Below are some records. Say how many of their lines contain the string "pred", and give nothing but the number.

** Opening Records for the exercise block **

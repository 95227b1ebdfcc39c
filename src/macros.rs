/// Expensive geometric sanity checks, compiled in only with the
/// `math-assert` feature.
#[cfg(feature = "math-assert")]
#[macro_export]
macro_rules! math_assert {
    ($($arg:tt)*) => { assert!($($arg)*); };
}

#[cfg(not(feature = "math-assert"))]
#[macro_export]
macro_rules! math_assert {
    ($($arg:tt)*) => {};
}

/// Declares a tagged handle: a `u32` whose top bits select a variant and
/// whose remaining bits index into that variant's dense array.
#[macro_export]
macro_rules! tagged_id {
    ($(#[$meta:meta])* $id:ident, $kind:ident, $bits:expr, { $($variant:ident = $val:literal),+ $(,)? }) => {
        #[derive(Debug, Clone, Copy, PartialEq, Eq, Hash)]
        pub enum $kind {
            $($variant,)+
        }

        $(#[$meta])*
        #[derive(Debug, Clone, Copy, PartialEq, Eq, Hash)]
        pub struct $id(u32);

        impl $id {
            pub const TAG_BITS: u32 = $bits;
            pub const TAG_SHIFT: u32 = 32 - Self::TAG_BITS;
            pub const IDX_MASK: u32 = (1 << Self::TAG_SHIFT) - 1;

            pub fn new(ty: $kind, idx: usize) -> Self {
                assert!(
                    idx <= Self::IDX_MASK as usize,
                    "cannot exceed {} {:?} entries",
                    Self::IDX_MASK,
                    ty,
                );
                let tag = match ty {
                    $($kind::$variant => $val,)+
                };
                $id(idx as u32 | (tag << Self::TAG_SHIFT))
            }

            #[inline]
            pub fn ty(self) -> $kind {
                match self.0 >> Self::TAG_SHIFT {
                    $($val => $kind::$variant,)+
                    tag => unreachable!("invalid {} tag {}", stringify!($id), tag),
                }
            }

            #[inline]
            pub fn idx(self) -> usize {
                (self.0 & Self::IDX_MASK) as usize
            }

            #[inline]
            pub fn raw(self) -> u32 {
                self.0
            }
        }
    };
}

** Closing Records for the exercise block **
** Opening Records for the exercise block **

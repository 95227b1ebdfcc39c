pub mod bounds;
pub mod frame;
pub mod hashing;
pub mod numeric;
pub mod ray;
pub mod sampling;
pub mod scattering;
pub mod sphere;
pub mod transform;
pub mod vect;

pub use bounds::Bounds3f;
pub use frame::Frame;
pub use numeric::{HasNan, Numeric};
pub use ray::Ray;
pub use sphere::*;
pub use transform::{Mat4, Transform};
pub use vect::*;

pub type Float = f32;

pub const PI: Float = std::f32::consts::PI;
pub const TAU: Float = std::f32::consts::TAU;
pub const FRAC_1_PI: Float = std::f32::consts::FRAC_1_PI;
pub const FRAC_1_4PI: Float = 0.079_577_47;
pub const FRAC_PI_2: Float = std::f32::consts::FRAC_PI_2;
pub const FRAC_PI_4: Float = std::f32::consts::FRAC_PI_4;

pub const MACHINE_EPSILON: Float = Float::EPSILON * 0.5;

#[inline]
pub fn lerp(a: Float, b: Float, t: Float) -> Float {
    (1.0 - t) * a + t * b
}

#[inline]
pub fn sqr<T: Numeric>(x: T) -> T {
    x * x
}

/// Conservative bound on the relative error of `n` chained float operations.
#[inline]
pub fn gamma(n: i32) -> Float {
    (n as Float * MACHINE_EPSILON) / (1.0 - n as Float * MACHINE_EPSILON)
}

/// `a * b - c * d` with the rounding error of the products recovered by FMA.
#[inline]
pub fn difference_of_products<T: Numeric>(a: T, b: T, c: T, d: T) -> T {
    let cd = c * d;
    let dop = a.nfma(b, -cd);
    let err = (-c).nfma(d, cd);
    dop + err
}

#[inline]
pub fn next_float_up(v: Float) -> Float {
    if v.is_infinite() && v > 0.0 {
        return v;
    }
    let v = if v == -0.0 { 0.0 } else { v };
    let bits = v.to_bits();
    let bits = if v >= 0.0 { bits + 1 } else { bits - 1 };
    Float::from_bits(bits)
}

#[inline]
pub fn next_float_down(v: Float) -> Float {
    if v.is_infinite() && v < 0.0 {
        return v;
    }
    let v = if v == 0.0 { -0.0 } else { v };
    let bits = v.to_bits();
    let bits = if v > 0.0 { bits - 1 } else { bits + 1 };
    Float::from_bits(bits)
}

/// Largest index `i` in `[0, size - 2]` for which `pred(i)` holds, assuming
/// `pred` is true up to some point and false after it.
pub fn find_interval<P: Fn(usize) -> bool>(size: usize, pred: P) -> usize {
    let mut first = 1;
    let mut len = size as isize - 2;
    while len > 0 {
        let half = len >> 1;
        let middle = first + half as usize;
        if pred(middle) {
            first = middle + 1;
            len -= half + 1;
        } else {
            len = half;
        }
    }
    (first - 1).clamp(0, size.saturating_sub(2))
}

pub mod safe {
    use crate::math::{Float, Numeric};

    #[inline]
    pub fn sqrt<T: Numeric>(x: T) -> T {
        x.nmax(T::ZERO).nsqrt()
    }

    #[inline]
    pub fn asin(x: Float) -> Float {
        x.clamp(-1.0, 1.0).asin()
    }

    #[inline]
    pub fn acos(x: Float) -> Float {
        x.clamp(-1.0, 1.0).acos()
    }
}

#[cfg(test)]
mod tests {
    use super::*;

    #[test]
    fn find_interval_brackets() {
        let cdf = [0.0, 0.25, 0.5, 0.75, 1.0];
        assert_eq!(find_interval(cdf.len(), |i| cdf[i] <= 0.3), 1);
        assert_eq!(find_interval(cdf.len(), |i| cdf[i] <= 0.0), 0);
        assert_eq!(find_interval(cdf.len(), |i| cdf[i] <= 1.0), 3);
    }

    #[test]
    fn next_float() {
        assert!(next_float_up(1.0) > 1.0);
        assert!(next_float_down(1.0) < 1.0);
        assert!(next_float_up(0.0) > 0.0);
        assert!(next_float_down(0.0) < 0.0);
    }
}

** Closing Records for the exercise block **
** Opening Records for the exercise block **

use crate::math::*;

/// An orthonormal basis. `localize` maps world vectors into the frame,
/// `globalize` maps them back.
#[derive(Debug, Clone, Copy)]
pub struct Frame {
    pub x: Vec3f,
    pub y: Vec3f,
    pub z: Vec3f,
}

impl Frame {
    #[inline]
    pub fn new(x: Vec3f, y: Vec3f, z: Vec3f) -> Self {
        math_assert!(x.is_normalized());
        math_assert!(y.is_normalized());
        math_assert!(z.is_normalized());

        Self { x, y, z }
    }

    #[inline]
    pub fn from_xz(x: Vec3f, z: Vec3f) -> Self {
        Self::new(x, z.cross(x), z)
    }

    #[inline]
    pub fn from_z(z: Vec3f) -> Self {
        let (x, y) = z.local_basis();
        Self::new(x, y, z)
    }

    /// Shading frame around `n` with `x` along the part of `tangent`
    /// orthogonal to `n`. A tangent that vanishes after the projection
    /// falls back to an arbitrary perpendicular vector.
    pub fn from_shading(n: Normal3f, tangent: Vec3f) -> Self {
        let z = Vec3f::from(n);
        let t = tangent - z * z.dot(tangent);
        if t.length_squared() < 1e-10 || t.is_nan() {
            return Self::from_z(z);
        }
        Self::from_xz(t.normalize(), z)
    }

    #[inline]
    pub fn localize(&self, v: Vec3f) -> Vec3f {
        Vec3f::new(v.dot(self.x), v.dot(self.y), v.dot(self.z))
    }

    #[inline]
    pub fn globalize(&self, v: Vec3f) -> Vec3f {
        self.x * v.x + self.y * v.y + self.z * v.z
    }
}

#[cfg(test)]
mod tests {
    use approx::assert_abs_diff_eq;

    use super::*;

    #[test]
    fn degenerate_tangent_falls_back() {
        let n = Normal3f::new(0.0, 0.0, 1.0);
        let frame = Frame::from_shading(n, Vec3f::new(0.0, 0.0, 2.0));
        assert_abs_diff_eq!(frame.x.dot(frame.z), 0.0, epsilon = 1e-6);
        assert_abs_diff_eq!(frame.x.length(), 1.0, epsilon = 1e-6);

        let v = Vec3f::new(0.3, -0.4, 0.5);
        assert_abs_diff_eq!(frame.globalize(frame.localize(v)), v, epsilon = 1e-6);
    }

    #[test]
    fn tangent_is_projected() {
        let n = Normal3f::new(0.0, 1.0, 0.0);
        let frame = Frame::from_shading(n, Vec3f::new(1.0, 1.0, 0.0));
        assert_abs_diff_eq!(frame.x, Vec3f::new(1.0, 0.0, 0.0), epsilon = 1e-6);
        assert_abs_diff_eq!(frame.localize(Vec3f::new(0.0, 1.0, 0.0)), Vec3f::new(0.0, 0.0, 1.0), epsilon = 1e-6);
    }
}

** Closing Records for the exercise block **

→ Your solution
4